[Collected data entries]
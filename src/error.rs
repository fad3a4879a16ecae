//! Application-wide error types.
//!
//! Library modules use specific error types via `thiserror`. The CLI
//! commands return [`Result`] and `main` converts to `anyhow` at the very
//! top.
//!
//! # Design
//!
//! - [`Error`]: Top-level application error enum
//! - Module-specific errors ([`CatalogError`], [`TagError`], [`ConfigError`])
//!   for detailed handling
//!
//! # Example
//!
//! ```ignore
//! use tagprobe::error::{Result, ResultExt};
//!
//! async fn probe(path: &str) -> Result<AudioTags> {
//!     let source = AudioSource::open_file(path)
//!         .await
//!         .with_context(format!("Failed to open {}", path))?;
//!     Ok(extractor.parse_tags(source).await?)
//! }
//! ```

use std::path::PathBuf;

use crate::catalog::CatalogError;
use crate::config::ConfigError;
use crate::tags::TagError;

/// Application-wide result type.
pub type Result<T> = std::result::Result<T, Error>;

/// Top-level application error.
#[derive(Debug, thiserror::Error)]
pub enum Error {
    /// File I/O error
    #[error("IO error: {0}")]
    Io(#[from] std::io::Error),

    /// MusicBrainz client error
    #[error("Catalog error: {0}")]
    Catalog(#[from] CatalogError),

    /// Tag extraction error
    #[error(transparent)]
    Tags(#[from] TagError),

    /// Configuration error
    #[error("Configuration error: {0}")]
    Config(#[from] ConfigError),

    /// JSON rendering error
    #[error("JSON error: {0}")]
    Json(#[from] serde_json::Error),

    /// File not found
    #[error("File not found: {0}")]
    NotFound(PathBuf),

    /// Generic error with context
    #[error("{context}: {source}")]
    WithContext {
        context: String,
        #[source]
        source: Box<Error>,
    },
}

impl Error {
    /// Create a not found error.
    pub fn not_found(path: impl Into<PathBuf>) -> Self {
        Self::NotFound(path.into())
    }

    /// Add context to an error.
    pub fn context(self, ctx: impl Into<String>) -> Self {
        Self::WithContext {
            context: ctx.into(),
            source: Box::new(self),
        }
    }
}

/// Extension trait for adding context to Results.
pub trait ResultExt<T> {
    /// Add context to an error result.
    fn with_context(self, ctx: impl Into<String>) -> Result<T>;
}

impl<T> ResultExt<T> for std::result::Result<T, std::io::Error> {
    fn with_context(self, ctx: impl Into<String>) -> Result<T> {
        self.map_err(|e| Error::Io(e).context(ctx))
    }
}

TASK GOAL | Which lines of the data above contain the string "ResultExt"? Copy each of them.

WRITTEN ANSWER |
//! use tagprobe::error::{Result, ResultExt};
pub trait ResultExt<T> {
impl<T> ResultExt<T> for std::result::Result<T, std::io::Error> {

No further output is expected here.